- _Your goal_: Write out the records again, exactly. Nothing may be dropped.

Stored data

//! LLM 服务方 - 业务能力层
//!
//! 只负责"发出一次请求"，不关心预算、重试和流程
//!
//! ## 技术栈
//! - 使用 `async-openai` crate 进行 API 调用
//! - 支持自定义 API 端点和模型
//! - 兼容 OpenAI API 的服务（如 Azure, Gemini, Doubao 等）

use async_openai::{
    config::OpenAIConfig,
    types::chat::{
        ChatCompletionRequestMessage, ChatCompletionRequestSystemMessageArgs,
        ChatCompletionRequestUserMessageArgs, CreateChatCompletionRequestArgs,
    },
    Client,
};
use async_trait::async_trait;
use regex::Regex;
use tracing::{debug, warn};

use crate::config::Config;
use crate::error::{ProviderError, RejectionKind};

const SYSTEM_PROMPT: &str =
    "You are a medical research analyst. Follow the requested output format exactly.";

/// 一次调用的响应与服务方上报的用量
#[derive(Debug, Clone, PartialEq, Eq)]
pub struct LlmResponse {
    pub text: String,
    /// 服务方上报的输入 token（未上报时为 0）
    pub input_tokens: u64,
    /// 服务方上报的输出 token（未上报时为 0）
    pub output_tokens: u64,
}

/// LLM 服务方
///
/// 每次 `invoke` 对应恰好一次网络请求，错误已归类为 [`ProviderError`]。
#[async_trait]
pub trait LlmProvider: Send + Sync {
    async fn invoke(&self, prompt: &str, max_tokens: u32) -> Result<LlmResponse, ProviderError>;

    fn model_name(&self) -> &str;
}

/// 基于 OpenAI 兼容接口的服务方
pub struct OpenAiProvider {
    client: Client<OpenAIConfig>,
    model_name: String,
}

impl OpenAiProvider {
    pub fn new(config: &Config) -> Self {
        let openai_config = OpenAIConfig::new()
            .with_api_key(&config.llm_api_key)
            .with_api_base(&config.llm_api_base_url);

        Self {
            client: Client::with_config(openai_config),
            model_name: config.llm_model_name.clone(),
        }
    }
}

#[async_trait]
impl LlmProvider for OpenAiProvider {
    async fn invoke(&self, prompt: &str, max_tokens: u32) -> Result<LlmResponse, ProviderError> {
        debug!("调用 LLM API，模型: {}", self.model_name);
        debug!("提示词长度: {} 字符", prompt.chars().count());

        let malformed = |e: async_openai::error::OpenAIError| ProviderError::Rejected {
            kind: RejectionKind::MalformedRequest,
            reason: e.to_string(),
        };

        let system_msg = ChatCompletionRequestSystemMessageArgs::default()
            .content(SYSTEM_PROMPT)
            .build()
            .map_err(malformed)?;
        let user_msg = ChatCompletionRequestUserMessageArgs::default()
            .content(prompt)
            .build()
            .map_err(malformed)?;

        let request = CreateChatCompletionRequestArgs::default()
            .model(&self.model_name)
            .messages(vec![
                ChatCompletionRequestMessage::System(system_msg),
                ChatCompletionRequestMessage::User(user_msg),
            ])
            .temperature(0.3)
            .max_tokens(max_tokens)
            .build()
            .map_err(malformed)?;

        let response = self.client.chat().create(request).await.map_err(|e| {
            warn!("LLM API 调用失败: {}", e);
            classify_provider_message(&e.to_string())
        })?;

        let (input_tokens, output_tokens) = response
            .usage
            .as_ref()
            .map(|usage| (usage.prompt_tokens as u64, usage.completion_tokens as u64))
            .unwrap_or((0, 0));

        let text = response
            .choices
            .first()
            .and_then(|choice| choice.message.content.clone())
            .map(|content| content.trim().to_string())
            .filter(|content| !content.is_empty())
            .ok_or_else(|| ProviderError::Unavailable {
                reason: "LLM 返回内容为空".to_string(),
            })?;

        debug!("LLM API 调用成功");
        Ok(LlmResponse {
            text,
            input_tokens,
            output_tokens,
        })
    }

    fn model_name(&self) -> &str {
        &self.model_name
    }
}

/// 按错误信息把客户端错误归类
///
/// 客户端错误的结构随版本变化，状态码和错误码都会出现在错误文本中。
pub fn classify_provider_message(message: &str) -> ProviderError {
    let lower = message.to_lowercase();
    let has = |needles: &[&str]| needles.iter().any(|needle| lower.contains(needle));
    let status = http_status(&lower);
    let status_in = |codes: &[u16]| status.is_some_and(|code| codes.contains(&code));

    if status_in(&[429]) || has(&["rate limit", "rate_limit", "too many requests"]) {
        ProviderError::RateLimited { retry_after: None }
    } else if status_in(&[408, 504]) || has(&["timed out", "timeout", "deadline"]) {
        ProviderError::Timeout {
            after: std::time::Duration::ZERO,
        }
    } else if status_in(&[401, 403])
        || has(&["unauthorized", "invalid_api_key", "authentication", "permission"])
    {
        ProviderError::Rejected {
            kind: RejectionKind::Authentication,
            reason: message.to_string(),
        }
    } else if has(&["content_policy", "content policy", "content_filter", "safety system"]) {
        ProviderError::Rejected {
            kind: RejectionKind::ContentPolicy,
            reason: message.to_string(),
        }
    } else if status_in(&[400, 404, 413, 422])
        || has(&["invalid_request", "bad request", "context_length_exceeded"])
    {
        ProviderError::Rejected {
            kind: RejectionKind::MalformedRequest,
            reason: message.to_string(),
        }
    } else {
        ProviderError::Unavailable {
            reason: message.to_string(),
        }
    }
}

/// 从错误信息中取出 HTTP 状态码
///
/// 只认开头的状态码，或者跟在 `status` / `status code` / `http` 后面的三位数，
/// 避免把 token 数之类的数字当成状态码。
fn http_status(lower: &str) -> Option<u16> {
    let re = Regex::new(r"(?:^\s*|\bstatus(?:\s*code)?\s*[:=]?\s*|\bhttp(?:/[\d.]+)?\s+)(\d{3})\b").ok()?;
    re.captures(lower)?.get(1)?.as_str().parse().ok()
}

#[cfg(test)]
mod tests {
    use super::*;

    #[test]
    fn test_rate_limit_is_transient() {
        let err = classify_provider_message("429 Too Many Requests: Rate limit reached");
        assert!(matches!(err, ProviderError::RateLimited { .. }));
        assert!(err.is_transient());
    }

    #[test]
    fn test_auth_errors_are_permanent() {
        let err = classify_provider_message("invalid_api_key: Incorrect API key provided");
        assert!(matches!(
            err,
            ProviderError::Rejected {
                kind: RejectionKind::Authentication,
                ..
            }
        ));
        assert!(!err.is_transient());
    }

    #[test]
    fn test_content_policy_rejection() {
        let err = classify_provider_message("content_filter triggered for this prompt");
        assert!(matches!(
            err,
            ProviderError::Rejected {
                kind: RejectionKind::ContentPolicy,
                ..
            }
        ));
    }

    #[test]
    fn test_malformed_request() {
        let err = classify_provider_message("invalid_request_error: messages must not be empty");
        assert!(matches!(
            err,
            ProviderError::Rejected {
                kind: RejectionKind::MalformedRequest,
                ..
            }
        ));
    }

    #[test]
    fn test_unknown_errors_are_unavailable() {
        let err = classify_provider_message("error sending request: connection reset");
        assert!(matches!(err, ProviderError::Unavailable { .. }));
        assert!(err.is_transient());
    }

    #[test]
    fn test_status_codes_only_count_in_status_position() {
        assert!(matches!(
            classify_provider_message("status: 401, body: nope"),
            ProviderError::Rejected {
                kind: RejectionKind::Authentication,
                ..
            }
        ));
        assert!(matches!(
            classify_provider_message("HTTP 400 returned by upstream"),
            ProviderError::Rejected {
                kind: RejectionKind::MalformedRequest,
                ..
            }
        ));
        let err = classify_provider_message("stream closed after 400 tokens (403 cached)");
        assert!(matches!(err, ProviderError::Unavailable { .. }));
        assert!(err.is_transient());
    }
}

- _Exercise solution_:
//! LLM 服务方 - 业务能力层
//!
//! 只负责"发出一次请求"，不关心预算、重试和流程
//!
//! ## 技术栈
//! - 使用 `async-openai` crate 进行 API 调用
//! - 支持自定义 API 端点和模型
//! - 兼容 OpenAI API 的服务（如 Azure, Gemini, Doubao 等）

use async_openai::{
    config::OpenAIConfig,
    types::chat::{
        ChatCompletionRequestMessage, ChatCompletionRequestSystemMessageArgs,
        ChatCompletionRequestUserMessageArgs, CreateChatCompletionRequestArgs,
    },
    Client,
};
use async_trait::async_trait;
use regex::Regex;
use tracing::{debug, warn};

use crate::config::Config;
use crate::error::{ProviderError, RejectionKind};

const SYSTEM_PROMPT: &str =
    "You are a medical research analyst. Follow the requested output format exactly.";

/// 一次调用的响应与服务方上报的用量
#[derive(Debug, Clone, PartialEq, Eq)]
pub struct LlmResponse {
    pub text: String,
    /// 服务方上报的输入 token（未上报时为 0）
    pub input_tokens: u64,
    /// 服务方上报的输出 token（未上报时为 0）
    pub output_tokens: u64,
}

/// LLM 服务方
///
/// 每次 `invoke` 对应恰好一次网络请求，错误已归类为 [`ProviderError`]。
#[async_trait]
pub trait LlmProvider: Send + Sync {
    async fn invoke(&self, prompt: &str, max_tokens: u32) -> Result<LlmResponse, ProviderError>;

    fn model_name(&self) -> &str;
}

/// 基于 OpenAI 兼容接口的服务方
pub struct OpenAiProvider {
    client: Client<OpenAIConfig>,
    model_name: String,
}

impl OpenAiProvider {
    pub fn new(config: &Config) -> Self {
        let openai_config = OpenAIConfig::new()
            .with_api_key(&config.llm_api_key)
            .with_api_base(&config.llm_api_base_url);

        Self {
            client: Client::with_config(openai_config),
            model_name: config.llm_model_name.clone(),
        }
    }
}

#[async_trait]
impl LlmProvider for OpenAiProvider {
    async fn invoke(&self, prompt: &str, max_tokens: u32) -> Result<LlmResponse, ProviderError> {
        debug!("调用 LLM API，模型: {}", self.model_name);
        debug!("提示词长度: {} 字符", prompt.chars().count());

        let malformed = |e: async_openai::error::OpenAIError| ProviderError::Rejected {
            kind: RejectionKind::MalformedRequest,
            reason: e.to_string(),
        };

        let system_msg = ChatCompletionRequestSystemMessageArgs::default()
            .content(SYSTEM_PROMPT)
            .build()
            .map_err(malformed)?;
        let user_msg = ChatCompletionRequestUserMessageArgs::default()
            .content(prompt)
            .build()
            .map_err(malformed)?;

        let request = CreateChatCompletionRequestArgs::default()
            .model(&self.model_name)
            .messages(vec![
                ChatCompletionRequestMessage::System(system_msg),
                ChatCompletionRequestMessage::User(user_msg),
            ])
            .temperature(0.3)
            .max_tokens(max_tokens)
            .build()
            .map_err(malformed)?;

        let response = self.client.chat().create(request).await.map_err(|e| {
            warn!("LLM API 调用失败: {}", e);
            classify_provider_message(&e.to_string())
        })?;

        let (input_tokens, output_tokens) = response
            .usage
            .as_ref()
            .map(|usage| (usage.prompt_tokens as u64, usage.completion_tokens as u64))
            .unwrap_or((0, 0));

        let text = response
            .choices
            .first()
            .and_then(|choice| choice.message.content.clone())
            .map(|content| content.trim().to_string())
            .filter(|content| !content.is_empty())
            .ok_or_else(|| ProviderError::Unavailable {
                reason: "LLM 返回内容为空".to_string(),
            })?;

        debug!("LLM API 调用成功");
        Ok(LlmResponse {
            text,
            input_tokens,
            output_tokens,
        })
    }

    fn model_name(&self) -> &str {
        &self.model_name
    }
}

/// 按错误信息把客户端错误归类
///
/// 客户端错误的结构随版本变化，状态码和错误码都会出现在错误文本中。
pub fn classify_provider_message(message: &str) -> ProviderError {
    let lower = message.to_lowercase();
    let has = |needles: &[&str]| needles.iter().any(|needle| lower.contains(needle));
    let status = http_status(&lower);
    let status_in = |codes: &[u16]| status.is_some_and(|code| codes.contains(&code));

    if status_in(&[429]) || has(&["rate limit", "rate_limit", "too many requests"]) {
        ProviderError::RateLimited { retry_after: None }
    } else if status_in(&[408, 504]) || has(&["timed out", "timeout", "deadline"]) {
        ProviderError::Timeout {
            after: std::time::Duration::ZERO,
        }
    } else if status_in(&[401, 403])
        || has(&["unauthorized", "invalid_api_key", "authentication", "permission"])
    {
        ProviderError::Rejected {
            kind: RejectionKind::Authentication,
            reason: message.to_string(),
        }
    } else if has(&["content_policy", "content policy", "content_filter", "safety system"]) {
        ProviderError::Rejected {
            kind: RejectionKind::ContentPolicy,
            reason: message.to_string(),
        }
    } else if status_in(&[400, 404, 413, 422])
        || has(&["invalid_request", "bad request", "context_length_exceeded"])
    {
        ProviderError::Rejected {
            kind: RejectionKind::MalformedRequest,
            reason: message.to_string(),
        }
    } else {
        ProviderError::Unavailable {
            reason: message.to_string(),
        }
    }
}

/// 从错误信息中取出 HTTP 状态码
///
/// 只认开头的状态码，或者跟在 `status` / `status code` / `http` 后面的三位数，
/// 避免把 token 数之类的数字当成状态码。
fn http_status(lower: &str) -> Option<u16> {
    let re = Regex::new(r"(?:^\s*|\bstatus(?:\s*code)?\s*[:=]?\s*|\bhttp(?:/[\d.]+)?\s+)(\d{3})\b").ok()?;
    re.captures(lower)?.get(1)?.as_str().parse().ok()
}

#[cfg(test)]
mod tests {
    use super::*;

    #[test]
    fn test_rate_limit_is_transient() {
        let err = classify_provider_message("429 Too Many Requests: Rate limit reached");
        assert!(matches!(err, ProviderError::RateLimited { .. }));
        assert!(err.is_transient());
    }

    #[test]
    fn test_auth_errors_are_permanent() {
        let err = classify_provider_message("invalid_api_key: Incorrect API key provided");
        assert!(matches!(
            err,
            ProviderError::Rejected {
                kind: RejectionKind::Authentication,
                ..
            }
        ));
        assert!(!err.is_transient());
    }

    #[test]
    fn test_content_policy_rejection() {
        let err = classify_provider_message("content_filter triggered for this prompt");
        assert!(matches!(
            err,
            ProviderError::Rejected {
                kind: RejectionKind::ContentPolicy,
                ..
            }
        ));
    }

    #[test]
    fn test_malformed_request() {
        let err = classify_provider_message("invalid_request_error: messages must not be empty");
        assert!(matches!(
            err,
            ProviderError::Rejected {
                kind: RejectionKind::MalformedRequest,
                ..
            }
        ));
    }

    #[test]
    fn test_unknown_errors_are_unavailable() {
        let err = classify_provider_message("error sending request: connection reset");
        assert!(matches!(err, ProviderError::Unavailable { .. }));
        assert!(err.is_transient());
    }

    #[test]
    fn test_status_codes_only_count_in_status_position() {
        assert!(matches!(
            classify_provider_message("status: 401, body: nope"),
            ProviderError::Rejected {
                kind: RejectionKind::Authentication,
                ..
            }
        ));
        assert!(matches!(
            classify_provider_message("HTTP 400 returned by upstream"),
            ProviderError::Rejected {
                kind: RejectionKind::MalformedRequest,
                ..
            }
        ));
        let err = classify_provider_message("stream closed after 400 tokens (403 cached)");
        assert!(matches!(err, ProviderError::Unavailable { .. }));
        assert!(err.is_transient());
    }
}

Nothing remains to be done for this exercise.